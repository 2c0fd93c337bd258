//! Durable activity log service.
//!
//! [`EventPersistence`] subscribes to the [`EventBus`](crate::bus::EventBus)
//! and writes every [`ActivityEvent`] to its log table. It runs as a
//! long-lived background task and stops when the bus sender is dropped.

use tokio::sync::broadcast;
use wayfarer_db::models::image_search::CreateImageSearch;
use wayfarer_db::models::offline_data::CreateOfflineData;
use wayfarer_db::models::voice_command::CreateVoiceCommand;
use wayfarer_db::repositories::{ImageSearchRepo, OfflineDataRepo, UserRepo, VoiceCommandRepo};
use wayfarer_db::DbPool;

use crate::bus::ActivityEvent;

/// Background service that persists activity events to the database.
pub struct EventPersistence;

impl EventPersistence {
    /// Run the persistence loop until the channel closes.
    pub async fn run(pool: DbPool, mut receiver: broadcast::Receiver<ActivityEvent>) {
        loop {
            match receiver.recv().await {
                Ok(event) => {
                    if let Err(e) = Self::persist(&pool, &event).await {
                        tracing::error!(
                            error = %e,
                            kind = event.kind(),
                            user_id = event.user_id(),
                            "Failed to persist activity event"
                        );
                    }
                }
                Err(broadcast::error::RecvError::Lagged(n)) => {
                    tracing::warn!(
                        skipped = n,
                        "Event persistence lagged, some events were not persisted"
                    );
                }
                Err(broadcast::error::RecvError::Closed) => {
                    tracing::info!("Event bus closed, persistence shutting down");
                    break;
                }
            }
        }
    }

    /// Write a single event.
    ///
    /// The owning user row is created first since every log table references
    /// `users.user_id`.
    pub async fn persist(pool: &DbPool, event: &ActivityEvent) -> Result<(), sqlx::Error> {
        UserRepo::ensure(pool, event.user_id()).await?;

        match event {
            ActivityEvent::VoiceCommand {
                user_id,
                transcription,
                command_type,
                results_count,
                ..
            } => {
                let input = CreateVoiceCommand {
                    user_id: user_id.clone(),
                    transcription: transcription.clone(),
                    command_type: command_type.clone(),
                    results_count: *results_count,
                };
                VoiceCommandRepo::create(pool, &input).await?;
            }
            ActivityEvent::ImageSearch {
                user_id,
                detected_location,
                confidence_score,
                ..
            } => {
                let input = CreateImageSearch {
                    user_id: user_id.clone(),
                    detected_location: detected_location.clone(),
                    confidence_score: *confidence_score,
                };
                ImageSearchRepo::create(pool, &input).await?;
            }
            ActivityEvent::OfflineDownload {
                user_id,
                destination_id,
                data_type,
                file_path,
                file_size,
                ..
            } => {
                let input = CreateOfflineData {
                    user_id: user_id.clone(),
                    destination_id: *destination_id,
                    data_type: data_type.clone(),
                    file_path: file_path.clone(),
                    file_size: *file_size,
                };
                OfflineDataRepo::upsert(pool, &input).await?;
            }
            ActivityEvent::OfflineSync { user_id, .. } => {
                let updated = OfflineDataRepo::mark_all_synced(pool, user_id).await?;
                tracing::debug!(user_id = %user_id, rows = updated, "Marked offline data synced");
            }
        }
        Ok(())
    }
}
//! Repository for the `devices` table.

use sqlx::SqlitePool;

use crate::models::device::{CreateDevice, Device, UpdateDevice};

const COLUMNS: &str = "id, device_id, device_name, location, is_active, api_key_hash, \
                       api_key_created_at, created_at, updated_at";

const NOW: &str = "strftime('%Y-%m-%dT%H:%M:%fZ', 'now')";

pub struct DeviceRepo;

impl DeviceRepo {
    /// Insert a device, or return the existing row unchanged.
    pub async fn register(pool: &SqlitePool, input: &CreateDevice) -> Result<Device, sqlx::Error> {
        let query = format!(
            "INSERT INTO devices (device_id, device_name, location) VALUES (?1, ?2, ?3)
             ON CONFLICT (device_id) DO UPDATE SET device_id = excluded.device_id
             RETURNING {COLUMNS}"
        );
        sqlx::query_as::<_, Device>(&query)
            .bind(&input.device_id)
            .bind(&input.device_name)
            .bind(&input.location)
            .fetch_one(pool)
            .await
    }

    pub async fn find_by_device_id(
        pool: &SqlitePool,
        device_id: &str,
    ) -> Result<Option<Device>, sqlx::Error> {
        let query = format!("SELECT {COLUMNS} FROM devices WHERE device_id = ?1");
        sqlx::query_as::<_, Device>(&query)
            .bind(device_id)
            .fetch_optional(pool)
            .await
    }

    pub async fn list_active(pool: &SqlitePool) -> Result<Vec<Device>, sqlx::Error> {
        let query = format!("SELECT {COLUMNS} FROM devices WHERE is_active = 1 ORDER BY id");
        sqlx::query_as::<_, Device>(&query).fetch_all(pool).await
    }

    pub async fn list_all(pool: &SqlitePool) -> Result<Vec<Device>, sqlx::Error> {
        let query = format!("SELECT {COLUMNS} FROM devices ORDER BY id");
        sqlx::query_as::<_, Device>(&query).fetch_all(pool).await
    }

    /// Apply the provided fields and bump `updated_at`.
    ///
    /// Returns `None` if the device does not exist.
    pub async fn update(
        pool: &SqlitePool,
        device_id: &str,
        input: &UpdateDevice,
    ) -> Result<Option<Device>, sqlx::Error> {
        let query = format!(
            "UPDATE devices SET
                 device_name = COALESCE(?2, device_name),
                 location = COALESCE(?3, location),
                 updated_at = {NOW}
             WHERE device_id = ?1
             RETURNING {COLUMNS}"
        );
        sqlx::query_as::<_, Device>(&query)
            .bind(device_id)
            .bind(&input.device_name)
            .bind(&input.location)
            .fetch_optional(pool)
            .await
    }

    /// Mark a device inactive. Returns `false` if it does not exist.
    pub async fn deactivate(pool: &SqlitePool, device_id: &str) -> Result<bool, sqlx::Error> {
        let query =
            format!("UPDATE devices SET is_active = 0, updated_at = {NOW} WHERE device_id = ?1");
        let result = sqlx::query(&query).bind(device_id).execute(pool).await?;
        Ok(result.rows_affected() > 0)
    }

    /// Store the hash of a freshly issued API key. Returns `false` if the
    /// device does not exist.
    pub async fn set_api_key(
        pool: &SqlitePool,
        device_id: &str,
        key_hash: &str,
    ) -> Result<bool, sqlx::Error> {
        let query = format!(
            "UPDATE devices SET api_key_hash = ?2, api_key_created_at = {NOW}, updated_at = {NOW}
             WHERE device_id = ?1"
        );
        let result = sqlx::query(&query)
            .bind(device_id)
            .bind(key_hash)
            .execute(pool)
            .await?;
        Ok(result.rows_affected() > 0)
    }

    /// Forget the device's API key. Returns the number of rows changed.
    pub async fn clear_api_key(pool: &SqlitePool, device_id: &str) -> Result<u64, sqlx::Error> {
        let query = format!(
            "UPDATE devices SET api_key_hash = NULL, api_key_created_at = NULL, updated_at = {NOW}
             WHERE device_id = ?1"
        );
        let result = sqlx::query(&query).bind(device_id).execute(pool).await?;
        Ok(result.rows_affected())
    }
}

Problem details: Among the records above, find each line holding "tracing" and list it.

Expected answer:
                        tracing::error!(
                    tracing::warn!(
                    tracing::info!("Event bus closed, persistence shutting down");
                tracing::debug!(user_id = %user_id, rows = updated, "Marked offline data synced");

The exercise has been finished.